PICC Line Teaching 1839

Instructed patient t is very important to prevent infection,which might require removal of the PICC line. The nurse will show you how to keep your supplies sterile, so no germs will enter the catheter and cause an infection.

Urinary infection's diet Teaching 2040

SN instructed patient about urinary infection's Diet. The use of cranberry products seems to decrease the ability of bacteria to
 adhere to the lining of the urethra and bladder. As cranberry juice can have a high amount of sugar, cranberry extract can
 be taken in capsule or pill form instead. Increasing water intake by one or two glasses per day may help limit the length of
 time that you have symptoms and reduce the infections.

Hemodialysis Teaching 2041

SN instructed that check the access for signs of infection or problems with blood flow before each hemodialysis treatment, even if the patient is inserting the needles.
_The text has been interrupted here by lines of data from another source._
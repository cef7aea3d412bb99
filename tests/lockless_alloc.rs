// CLASSIFICATION: COMMUNITY
// Filename: lockless_alloc.rs v0.1
// Author: Lukas Bower
// Date Modified: 2026-10-18

use std::collections::HashSet;
use std::sync::{Arc, Mutex};
use std::thread;

use pmu_rtos::mm::LocklessAllocator;
use pmu_rtos::PmuError;
use rand::Rng;
use serial_test::serial;

fn pool(base: u64, length: u64, blk: u64) -> LocklessAllocator {
    let _ = env_logger::builder().is_test(true).try_init();
    LocklessAllocator::init("test", base, length, blk, 0).unwrap()
}

#[test]
#[serial]
fn hands_out_blocks_in_address_order_then_lifo() {
    let a = pool(0x1000, 4096, 256);
    assert_eq!(a.node_count(), 16);
    assert_eq!(a.alloc(256), 0x1000);
    assert_eq!(a.alloc(256), 0x1100);
    let third = a.alloc(256);
    assert_eq!(third, 0x1200);
    a.free(0x1100);
    // Last freed is first reused.
    assert_eq!(a.alloc(256), 0x1100);
    assert_eq!(a.alloc(256), 0x1300);
    assert_eq!(a.alloc_count(), 4);
}

#[test]
#[serial]
fn wrong_length_and_exhaustion_return_zero() {
    let a = pool(0x1000, 1024, 256);
    assert_eq!(a.alloc(128), 0);
    assert_eq!(a.alloc(512), 0);
    let blocks: Vec<u64> = (0..4).map(|_| a.alloc(256)).collect();
    assert!(blocks.iter().all(|&b| b != 0));
    assert_eq!(a.head(), -1);
    assert_eq!(a.alloc(256), 0);
    for b in blocks {
        a.free(b);
    }
    assert_eq!(a.alloc_count(), 0);
    assert_ne!(a.alloc(256), 0);
}

#[test]
#[serial]
fn length_is_rounded_down_to_whole_blocks() {
    let a = pool(0x2000, 1000, 256);
    assert_eq!(a.node_count(), 3);
    assert_eq!(a.length(), 768);
    assert_eq!(a.end(), 0x2000 + 768);
}

#[test]
#[serial]
fn init_rejects_degenerate_ranges() {
    let _ = env_logger::builder().is_test(true).try_init();
    assert!(matches!(
        LocklessAllocator::init("zero-blk", 0x1000, 4096, 0, 0),
        Err(PmuError::InvalidArgument(_))
    ));
    assert!(matches!(
        LocklessAllocator::init("zero-base", 0, 4096, 256, 0),
        Err(PmuError::InvalidArgument(_))
    ));
    assert!(matches!(
        LocklessAllocator::init("short", 0x1000, 255, 256, 0),
        Err(PmuError::InvalidArgument(_))
    ));
}

#[test]
#[serial]
fn init_rejects_ranges_past_the_top_of_memory() {
    let _ = env_logger::builder().is_test(true).try_init();
    assert!(matches!(
        LocklessAllocator::init("wrap", u64::MAX - 0x100, 4096, 256, 0),
        Err(PmuError::InvalidArgument(_))
    ));

    // A range ending exactly at u64::MAX is still usable.
    let top = pool(u64::MAX - 0x200, 0x200, 0x100);
    assert_eq!(top.end(), u64::MAX);
    let a = top.alloc(0x100);
    let b = top.alloc(0x100);
    assert_eq!(a, u64::MAX - 0x200);
    assert_eq!(b, u64::MAX - 0x100);
    assert_eq!(top.alloc(0x100), 0);
    top.free(b);
    top.free(a);
    assert_eq!(top.alloc_count(), 0);
}

#[test]
#[serial]
fn foreign_frees_are_ignored() {
    let a = pool(0x1000, 4096, 256);
    let b = a.alloc(256);
    a.free(0x10);
    a.free(0x1000 + 4096);
    a.free(b + 1);
    assert_eq!(a.alloc_count(), 1);
    a.free(b);
    assert_eq!(a.alloc_count(), 0);
}

#[test]
#[serial]
fn concurrent_alloc_free_never_hands_out_a_block_twice() {
    let a = Arc::new(pool(0x10_0000, 64 * 64, 64));
    let live = Arc::new(Mutex::new(HashSet::new()));
    let workers: Vec<_> = (0..8)
        .map(|_| {
            let a = Arc::clone(&a);
            let live = Arc::clone(&live);
            thread::spawn(move || {
                let mut rng = rand::thread_rng();
                let mut held = Vec::new();
                for _ in 0..2000 {
                    if held.is_empty() || rng.gen_bool(0.55) {
                        let addr = a.alloc(64);
                        if addr != 0 {
                            assert!(live.lock().unwrap().insert(addr), "{addr:#x} handed out twice");
                            held.push(addr);
                        }
                    } else {
                        let i = rng.gen_range(0..held.len());
                        let addr = held.swap_remove(i);
                        assert!(live.lock().unwrap().remove(&addr));
                        a.free(addr);
                    }
                }
                for addr in held {
                    assert!(live.lock().unwrap().remove(&addr));
                    a.free(addr);
                }
            })
        })
        .collect();
    for w in workers {
        w.join().unwrap();
    }
    assert_eq!(a.alloc_count(), 0);
    // Every block is back on the free list exactly once.
    let mut seen = HashSet::new();
    for _ in 0..a.node_count() {
        let addr = a.alloc(64);
        assert_ne!(addr, 0);
        assert!(seen.insert(addr));
    }
    assert_eq!(a.alloc(64), 0);
}

#[test]
#[serial]
fn destroy_with_blocks_outstanding_still_completes() {
    let a = pool(0x1000, 4096, 256);
    let _ = a.alloc(256);
    let stats = a.stats();
    assert_eq!(stats.allocated, 1);
    assert_eq!(stats.nodes, 16);
    a.destroy();
}
// CLASSIFICATION: COMMUNITY
// Filename: sema.rs v0.1
// Author: Lukas Bower
// Date Modified: 2026-10-18

//! Semaphore-backed fences.

use std::sync::atomic::{AtomicU32, Ordering};
use std::sync::{Arc, Condvar, Mutex};

use log::warn;

use super::{FenceKind, FenceOps};
use crate::error::{PmuError, PmuResult};
use crate::util::Timeout;

/// GPU semaphore slot. It stays acquired until the GPU writes a payload at
/// or past the threshold captured when the job was submitted.
#[derive(Debug)]
pub struct Semaphore {
    payload: AtomicU32,
    threshold: u32,
}

impl Semaphore {
    pub fn new(threshold: u32) -> Arc<Self> {
        Arc::new(Self {
            payload: AtomicU32::new(threshold.wrapping_sub(1)),
            threshold,
        })
    }

    #[must_use]
    pub fn is_acquired(&self) -> bool {
        (self.payload.load(Ordering::Acquire).wrapping_sub(self.threshold) as i32) < 0
    }

    #[must_use]
    pub fn threshold(&self) -> u32 {
        self.threshold
    }

    /// GPU-side release. Waiters on the queue are woken by the caller.
    pub fn release(&self) {
        self.payload.store(self.threshold, Ordering::Release);
    }
}

/// Semaphore wake-up queue.
#[derive(Debug, Default)]
pub struct WaitQueue {
    lock: Mutex<()>,
    cond: Condvar,
}

impl WaitQueue {
    pub fn new() -> Arc<Self> {
        Arc::new(Self::default())
    }

    pub fn wake_all(&self) {
        // Taking the lock orders the wake-up after a waiter's predicate check.
        let _g = self.lock.lock();
        self.cond.notify_all();
    }

    /// Block until `done` holds or `timeout` expires.
    pub fn wait_until(&self, timeout: Timeout, mut done: impl FnMut() -> bool) -> PmuResult<()> {
        let mut guard = self.lock.lock().map_err(|_| PmuError::LockPoisoned)?;
        loop {
            if done() {
                return Ok(());
            }
            match timeout.remaining() {
                None => {
                    guard = self.cond.wait(guard).map_err(|_| PmuError::LockPoisoned)?;
                }
                Some(left) if left.is_zero() => return Err(PmuError::TimedOut),
                Some(left) => {
                    guard = self
                        .cond
                        .wait_timeout(guard, left)
                        .map_err(|_| PmuError::LockPoisoned)?
                        .0;
                }
            }
        }
    }
}

pub struct SemaphoreFence {
    sema: Arc<Semaphore>,
    wq: Arc<WaitQueue>,
}

impl SemaphoreFence {
    pub fn new(sema: Arc<Semaphore>, wq: Arc<WaitQueue>) -> Self {
        Self { sema, wq }
    }
}

impl FenceOps for SemaphoreFence {
    fn kind(&self) -> FenceKind {
        FenceKind::Semaphore
    }

    fn wait(&self, timeout: Timeout) -> PmuResult<()> {
        if !self.sema.is_acquired() {
            return Ok(());
        }
        self.wq.wait_until(timeout, || !self.sema.is_acquired()).map_err(|e| {
            if e == PmuError::TimedOut {
                warn!("semaphore fence wait timed out, threshold {}", self.sema.threshold());
            }
            e
        })
    }

    fn is_expired(&self) -> bool {
        !self.sema.is_acquired()
    }
}
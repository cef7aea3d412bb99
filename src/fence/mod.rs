// CLASSIFICATION: COMMUNITY
// Filename: mod.rs v0.1
// Author: Lukas Bower
// Date Modified: 2026-10-18

//! Reference-counted GPU completion tokens.
//!
//! A fence is built over exactly one backing primitive, a GPU semaphore or a
//! host1x syncpoint, and never changes kind. `get` takes a reference, `put`
//! drops one, and the last `put` tears the backing down together with the
//! optional OS fence handed to user space.

use std::fmt;
use std::sync::Arc;

use log::{debug, trace};

use crate::error::PmuResult;
use crate::hal::Platform;
use crate::util::Timeout;

pub mod pool;
pub mod sema;
pub mod syncpt;

pub use pool::{FencePool, FenceSlot};
pub use sema::{Semaphore, SemaphoreFence, WaitQueue};
pub use syncpt::{SyncpointDevice, SyncpointFence, SYNCPT_INVALID};

/// Backing kind of a fence.
#[derive(Clone, Copy, Debug, PartialEq, Eq)]
pub enum FenceKind {
    Semaphore,
    Syncpoint,
}

/// Per-kind behaviour dispatched by [`Fence`].
pub trait FenceOps: Send + Sync {
    fn kind(&self) -> FenceKind;
    fn wait(&self, timeout: Timeout) -> PmuResult<()>;
    fn is_expired(&self) -> bool;
    /// Syncpoint id and threshold, if this kind has them.
    fn syncpt(&self) -> Option<(u32, u32)> {
        None
    }
}

/// OS-level fence object exported to user space.
pub trait OsFenceOps: Send + Sync {
    fn dup(&self);
    fn drop_ref(&self);
}

/// One counted reference to an OS fence. Dropping the handle drops the
/// reference; `dup` takes another.
#[derive(Default)]
pub struct OsFence {
    ops: Option<Arc<dyn OsFenceOps>>,
}

impl OsFence {
    /// Adopt an existing reference.
    pub fn new(ops: Arc<dyn OsFenceOps>) -> Self {
        Self { ops: Some(ops) }
    }

    /// No OS fence attached.
    pub fn none() -> Self {
        Self { ops: None }
    }

    #[must_use]
    pub fn is_valid(&self) -> bool {
        self.ops.is_some()
    }

    #[must_use]
    pub fn dup(&self) -> OsFence {
        match &self.ops {
            Some(ops) => {
                ops.dup();
                OsFence {
                    ops: Some(Arc::clone(ops)),
                }
            }
            None => OsFence::none(),
        }
    }
}

impl Drop for OsFence {
    fn drop(&mut self) {
        if let Some(ops) = self.ops.take() {
            ops.drop_ref();
        }
    }
}

impl fmt::Debug for OsFence {
    fn fmt(&self, f: &mut fmt::Formatter<'_>) -> fmt::Result {
        f.debug_struct("OsFence").field("valid", &self.is_valid()).finish()
    }
}

/// Plain-data copy of a fence for a caller outside the submission path.
#[derive(Debug)]
pub struct UserFence {
    pub syncpt_id: u32,
    pub syncpt_value: u32,
    pub os_fence: OsFence,
}

struct FenceInner {
    ops: Box<dyn FenceOps>,
    os_fence: OsFence,
    slot: Option<FenceSlot>,
}

impl Drop for FenceInner {
    fn drop(&mut self) {
        debug!("fence teardown ({:?})", self.ops.kind());
    }
}

/// Handle to a shared fence. Not `Clone`: references are taken with `get`
/// and dropped with `put` (or by dropping the handle).
pub struct Fence {
    inner: Arc<FenceInner>,
}

impl Fence {
    /// Refcount 1, dispatching to `ops`.
    pub fn init(ops: impl FenceOps + 'static, os_fence: OsFence) -> Self {
        Self::build(Box::new(ops), os_fence, None)
    }

    pub(crate) fn build(ops: Box<dyn FenceOps>, os_fence: OsFence, slot: Option<FenceSlot>) -> Self {
        Self {
            inner: Arc::new(FenceInner {
                ops,
                os_fence,
                slot,
            }),
        }
    }

    /// Semaphore fence owning both the semaphore and the OS fence reference.
    pub fn from_semaphore(sema: Arc<Semaphore>, wq: Arc<WaitQueue>, os_fence: OsFence) -> Self {
        Self::init(SemaphoreFence::new(sema, wq), os_fence)
    }

    pub fn from_syncpoint(
        dev: Arc<dyn SyncpointDevice>,
        id: u32,
        value: u32,
        os_fence: OsFence,
    ) -> Self {
        Self::init(SyncpointFence::new(dev, id, value), os_fence)
    }

    #[must_use]
    pub fn get(&self) -> Fence {
        trace!("fence get, refs {}", self.refcount() + 1);
        Fence {
            inner: Arc::clone(&self.inner),
        }
    }

    /// Drop this reference; the last one tears the fence down.
    pub fn put(self) {
        trace!("fence put, refs {}", self.refcount() - 1);
        drop(self);
    }

    #[must_use]
    pub fn refcount(&self) -> usize {
        Arc::strong_count(&self.inner)
    }

    #[must_use]
    pub fn kind(&self) -> FenceKind {
        self.inner.ops.kind()
    }

    #[must_use]
    pub fn is_pooled(&self) -> bool {
        self.inner.slot.is_some()
    }

    /// Wait for completion. Emulation platforms wait without a deadline.
    pub fn wait(&self, platform: &dyn Platform, timeout_ms: u64) -> PmuResult<()> {
        let timeout = if platform.is_silicon() {
            Timeout::from_ms(timeout_ms)
        } else {
            Timeout::infinite()
        };
        self.inner.ops.wait(timeout)
    }

    #[must_use]
    pub fn is_expired(&self) -> bool {
        self.inner.ops.is_expired()
    }

    /// Copy for user space. The OS fence reference is duplicated, not moved.
    #[must_use]
    pub fn extract_user(&self) -> UserFence {
        let (syncpt_id, syncpt_value) = self.inner.ops.syncpt().unwrap_or((SYNCPT_INVALID, 0));
        UserFence {
            syncpt_id,
            syncpt_value,
            os_fence: self.inner.os_fence.dup(),
        }
    }
}

impl fmt::Debug for Fence {
    fn fmt(&self, f: &mut fmt::Formatter<'_>) -> fmt::Result {
        f.debug_struct("Fence")
            .field("kind", &self.kind())
            .field("refcount", &self.refcount())
            .field("os_fence", &self.inner.os_fence)
            .finish()
    }
}
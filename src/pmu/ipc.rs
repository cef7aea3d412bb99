// CLASSIFICATION: COMMUNITY
// Filename: ipc.rs v0.1
// Author: Lukas Bower
// Date Modified: 2026-10-18

//! Command post and message dispatch.
//!
//! A posted command owns a sequence slot until its reply comes back. Small
//! payloads are staged in DMEM blocks handed out by the lockless allocator
//! over the RTOS software-managed area; in FB queue mode they travel in the
//! heap of the command's queue element instead. Replies are drained from
//! the message queue in interrupt context (or by a polling wait), matched
//! to their slot by id, copied back and handed to the callback.

use std::sync::{Arc, Mutex, MutexGuard, PoisonError};
use std::time::Duration;

use log::{debug, error, info, trace, warn};

use super::Pmu;
use crate::error::{PmuError, PmuResult};
use crate::mm::LocklessAllocator;
use crate::pmu::fw::PmuFwState;
use crate::pmu::fw_ver::{FwVersionOps, PmuAllocation};
use crate::pmu::lsfm::LsfManager;
use crate::pmu::msg::{
    rpc_cmd_body, unit_id_is_valid, CtrlFlags, PmuCmd, PmuHdr, PmuInitMsg, PmuMsg, RpcHeader,
    NV_PMU_RPC_ID_ACR_BOOTSTRAP_FALCON, NV_PMU_RPC_ID_ACR_INIT_WPR_REGION, PMU_CMD_HDR_SIZE,
    PMU_MSG_HDR_SIZE, PMU_RPC_HDR_SIZE, PMU_UNIT_ACR, PMU_UNIT_INIT, PMU_UNIT_REWIND,
};
use crate::pmu::queue::{
    align_up, EngineMemQueue, FbQueue, FbqHdr, PmuQueue, PmuQueues, QueueId, FBQ_HDR_SIZE,
    FBQ_MSG_ELEMENT_SIZE, FBQ_MSG_NUM_ELEMENTS, QUEUE_ALIGNMENT,
};
use crate::pmu::seq::{PayloadBuffer, PmuCallback, SeqHandle, SeqState, SequenceTable};
use crate::pmu::super_surface::SS_MSGQ_OFFSET;
use crate::util::{FencedBool, Timeout};

const PUSH_RETRY_DELAY: Duration = Duration::from_millis(1);

/// Input buffer: copied to the RTOS, its allocation record written into
/// the command body at `offset`.
#[derive(Clone, Debug)]
pub struct PayloadIn {
    pub buf: Vec<u8>,
    pub offset: u32,
}

/// Output buffer: `size` bytes reserved for the RTOS and copied into `buf`
/// when the reply arrives.
#[derive(Clone, Debug)]
pub struct PayloadOut {
    pub buf: PayloadBuffer,
    pub size: u32,
    pub offset: u32,
}

#[derive(Clone, Debug, Default)]
pub struct PmuPayload {
    pub input: Option<PayloadIn>,
    pub output: Option<PayloadOut>,
    /// RPC buffer, sent and copied back in place.
    pub rpc: Option<PayloadBuffer>,
}

/// One RPC call: header fields plus parameters and scratch space.
#[derive(Clone, Debug)]
pub struct RpcRequest {
    pub unit_id: u8,
    pub function: u8,
    pub flags: u8,
    pub params: Vec<u8>,
    pub size_scratch: u16,
}

impl RpcRequest {
    pub fn new(unit_id: u8, function: u8, params: Vec<u8>) -> Self {
        Self {
            unit_id,
            function,
            flags: 0,
            params,
            size_scratch: 0,
        }
    }

    #[must_use]
    pub fn with_scratch(mut self, size: u16) -> Self {
        self.size_scratch = size;
        self
    }

    fn to_buffer(&self) -> PmuResult<Vec<u8>> {
        let size_rpc = u16::try_from(PMU_RPC_HDR_SIZE + self.params.len())
            .map_err(|_| PmuError::InvalidArgument("rpc parameters too large"))?;
        let hdr = RpcHeader {
            unit_id: self.unit_id,
            function: self.function,
            flags: self.flags,
            flcn_status: 0,
            size_rpc,
            size_scratch: self.size_scratch,
        };
        let mut buf = Vec::with_capacity(usize::from(size_rpc) + usize::from(self.size_scratch));
        buf.extend_from_slice(&hdr.to_bytes());
        buf.extend_from_slice(&self.params);
        buf.resize(buf.len() + usize::from(self.size_scratch), 0);
        Ok(buf)
    }
}

/// RPC buffer as the RTOS returned it.
#[derive(Clone, Debug, PartialEq, Eq)]
pub struct RpcReply {
    pub hdr: RpcHeader,
    pub params: Vec<u8>,
}

impl RpcReply {
    pub fn parse(buf: &[u8]) -> PmuResult<Self> {
        let hdr = RpcHeader::from_bytes(buf)?;
        let end = usize::from(hdr.size_rpc).clamp(PMU_RPC_HDR_SIZE, buf.len());
        Ok(Self {
            hdr,
            params: buf[PMU_RPC_HDR_SIZE..end].to_vec(),
        })
    }
}

fn lock_buf(buf: &PayloadBuffer) -> MutexGuard<'_, Vec<u8>> {
    buf.lock().unwrap_or_else(PoisonError::into_inner)
}

fn write_allocation(cmd: &mut PmuCmd, offset: u32, record: &[u8]) -> PmuResult<()> {
    let start = offset as usize;
    let dst = cmd
        .body
        .get_mut(start..start + record.len())
        .ok_or(PmuError::InvalidArgument("allocation record outside command"))?;
    dst.copy_from_slice(record);
    Ok(())
}

/// Reserve `reserve` bytes in an FB queue element heap and copy `data` in.
fn heap_place(
    work: &mut [u8],
    next: &mut u32,
    element_va: u64,
    data: &[u8],
    reserve: u32,
) -> PmuResult<PmuAllocation> {
    let off = *next;
    let end = off as usize + reserve as usize;
    if end > work.len() || data.len() > reserve as usize {
        return Err(PmuError::InvalidArgument("payload exceeds fb queue element"));
    }
    work[off as usize..off as usize + data.len()].copy_from_slice(data);
    *next = off + align_up(reserve, QUEUE_ALIGNMENT);
    Ok(PmuAllocation {
        dmem_offset: off,
        dmem_size: reserve as u16,
        fb_addr: element_va + u64::from(off),
        fb_size: reserve,
    })
}

/// Reply handler used by [`Pmu::rpc_execute`] when the caller gives none.
fn rpc_default_handler(buf: &PayloadBuffer, lsfm: Option<&LsfManager>, msg: &PmuMsg, err: i32) {
    if err != 0 {
        error!("rpc reply for seq {} failed: {err}", msg.hdr.seq_id);
        return;
    }
    let data = lock_buf(buf).clone();
    let hdr = match RpcHeader::from_bytes(&data) {
        Ok(h) => h,
        Err(e) => {
            error!("malformed rpc reply: {e}");
            return;
        }
    };
    if hdr.flcn_status != 0 {
        error!(
            "rpc unit {:#x} function {:#x} failed, flcn_status {:#x}",
            hdr.unit_id, hdr.function, hdr.flcn_status
        );
        return;
    }
    match (hdr.unit_id, hdr.function, lsfm) {
        (PMU_UNIT_ACR, NV_PMU_RPC_ID_ACR_INIT_WPR_REGION, Some(lsfm)) => {
            info!("reply ACR INIT_WPR_REGION");
            lsfm.complete_wpr_init();
        }
        (PMU_UNIT_ACR, NV_PMU_RPC_ID_ACR_BOOTSTRAP_FALCON, Some(lsfm)) => {
            let id = data
                .get(PMU_RPC_HDR_SIZE..PMU_RPC_HDR_SIZE + 4)
                .map(|b| u32::from_le_bytes([b[0], b[1], b[2], b[3]]));
            match id {
                Some(id) => {
                    info!("reply ACR BOOTSTRAP_FALCON, falcon {id}");
                    lsfm.complete_bootstrap(id);
                }
                None => error!("ACR BOOTSTRAP_FALCON reply without falcon id"),
            }
        }
        (unit, function, _) => debug!("rpc unit {unit:#x} function {function:#x} done"),
    }
}
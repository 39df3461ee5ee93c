//! Generation-service adapters and usage metering.

mod in_memory_usage_tracker;
mod json_usage_tracker;
mod metered_provider;
mod mock_provider;
mod openai_provider;

pub use in_memory_usage_tracker::InMemoryUsageTracker;
pub use json_usage_tracker::JsonFileUsageTracker;
pub use metered_provider::MeteredProvider;
pub use mock_provider::{MockAIProvider, MockError, MockResponse};
pub use openai_provider::{OpenAIConfig, OpenAIProvider};
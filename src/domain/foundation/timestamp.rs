//! Timestamp value object for immutable points in time.

use chrono::{DateTime, Utc};
use serde::{Deserialize, Serialize};

/// Immutable point in time, always UTC.
#[derive(Debug, Clone, Copy, PartialEq, Eq, PartialOrd, Ord, Serialize, Deserialize)]
#[serde(transparent)]
pub struct Timestamp(DateTime<Utc>);

impl Timestamp {
    /// Creates a timestamp for the current moment.
    pub fn now() -> Self {
        Self(Utc::now())
    }

    /// Creates a timestamp from a DateTime<Utc>.
    pub fn from_datetime(dt: DateTime<Utc>) -> Self {
        Self(dt)
    }

    /// Returns the inner DateTime.
    pub fn as_datetime(&self) -> &DateTime<Utc> {
        &self.0
    }

    /// Checks if this timestamp is before another.
    pub fn is_before(&self, other: &Timestamp) -> bool {
        self.0 < other.0
    }

    /// Checks if this timestamp is after another.
    pub fn is_after(&self, other: &Timestamp) -> bool {
        self.0 > other.0
    }
}

impl Default for Timestamp {
    fn default() -> Self {
        Self::now()
    }
}

#[cfg(test)]
mod tests {
    use super::*;
    use chrono::Datelike;
    use std::thread::sleep;
    use std::time::Duration;

    #[test]
    fn timestamp_now_creates_current_time() {
        let before = Utc::now();
        let ts = Timestamp::now();
        let after = Utc::now();

        assert!(ts.as_datetime() >= &before);
        assert!(ts.as_datetime() <= &after);
    }

    #[test]
    fn timestamp_is_before_works_correctly() {
        let ts1 = Timestamp::now();
        sleep(Duration::from_millis(10));
        let ts2 = Timestamp::now();

        assert!(ts1.is_before(&ts2));
        assert!(!ts2.is_before(&ts1));
        assert!(ts2.is_after(&ts1));
    }

    #[test]
    fn timestamp_deserializes_from_json() {
        let json = "\"2024-01-15T10:30:00Z\"";
        let ts: Timestamp = serde_json::from_str(json).unwrap();

        assert_eq!(ts.as_datetime().year(), 2024);
    }
}
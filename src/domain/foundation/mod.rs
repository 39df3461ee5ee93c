//! Foundation value objects shared across the domain.

mod errors;
mod ids;
mod rating;
mod speaker;
mod timestamp;

pub use errors::ValidationError;
pub use ids::ConversationId;
pub use rating::RelevanceRating;
pub use speaker::{SpeakerName, DEMO_SPEAKER};
pub use timestamp::Timestamp;
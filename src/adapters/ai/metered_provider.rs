//! MeteredProvider - transparent usage metering around any AIProvider.
//!
//! Wraps a provider so that every completion records a [`UsageRecord`] with
//! the configured [`UsageTracker`]. The orchestration engine sees an
//! ordinary provider and must behave identically with or without the
//! wrapper; tracker failures are logged, never surfaced as completion
//! errors.

use async_trait::async_trait;
use std::sync::Arc;

use crate::ports::{
    AIError, AIProvider, CompletionRequest, CompletionResponse, ProviderInfo, UsageRecord,
    UsageTracker,
};

/// AIProvider decorator that records token usage per completion.
///
/// # Example
///
/// ```ignore
/// let tracked: Arc<dyn AIProvider> = Arc::new(MeteredProvider::new(
///     Arc::new(OpenAIProvider::new(config)),
///     Arc::new(InMemoryUsageTracker::new()),
/// ));
/// ```
pub struct MeteredProvider {
    inner: Arc<dyn AIProvider>,
    tracker: Arc<dyn UsageTracker>,
}

impl MeteredProvider {
    /// Wraps `inner` so its usage is recorded with `tracker`.
    pub fn new(inner: Arc<dyn AIProvider>, tracker: Arc<dyn UsageTracker>) -> Self {
        Self { inner, tracker }
    }
}

#[async_trait]
impl AIProvider for MeteredProvider {
    async fn complete(&self, request: CompletionRequest) -> Result<CompletionResponse, AIError> {
        let metadata = request.metadata.clone();
        let response = self.inner.complete(request).await?;

        let record = UsageRecord::new(
            metadata.conversation_id,
            self.inner.provider_info().name,
            &response.model,
            response.usage.prompt_tokens,
            response.usage.completion_tokens,
            response.usage.estimated_cost_cents,
            metadata.purpose,
        );
        if let Err(err) = self.tracker.record_usage(record).await {
            // Metering is best-effort; the completion already succeeded.
            tracing::warn!(error = %err, "failed to record usage");
        }

        Ok(response)
    }

    fn provider_info(&self) -> ProviderInfo {
        self.inner.provider_info()
    }
}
Keeping the access clean at all times. Using the access site only for dialysis. Being careful not to bump or cut the access. Checking the thrill in the access every day. The thrill is the rhythmic vibration a person can feel over the vascular access. Watching for and reporting signs of infection, including redness, tenderness, or pus. Not letting anyone put a blood pressure cuff on the access arm. Not wearing jewelry or tight clothes over the access site. Not sleeping with the access arm under the head or body. Not lifting heavy objects or putting pressure on the access arm.

Respiratory infection Teaching 2106

SN instructed patient about respiratory infection to drink plenty of fluids ( fever, which may be related to the flu, can cause dehydration ). It is important to maintain hydration. Take acetaminophen ( but do not take aspirin unless your doctor tells ). SN instructed patient to get a flu shot each year and decrease the exposure to the flu.

Bone Marrow Teaching 2354

SN educated patient about Neutropenia. Neutropenia is an abnormally low count of neutrophils, which is a type of white blood cell. Neutrophils are made in the bone marrow, so anything that inhibits or disrupts that process can result in neutropenia. Instructed patient to prevent infection; Promote oral care, Promote hygiene, Prevent skin breakdown, Promote nutrition and ensure food is prepared and stored appropriately. Educated on signs and symptoms of infection; which include fever, Red, swollen, warm, or painful skin areas or wounds, An area of orange, bumpy skin with blisters, Cough, chest pain, or trouble breathing, Burning feeling while you urinate. Patient verbalized understanding.

Urinary Tract Infection Teaching 2416

Instructed patient what is the best thing to do for a urinary tract infection? Drink plenty of water. Water helps to dilute your urine and flush out bacteria.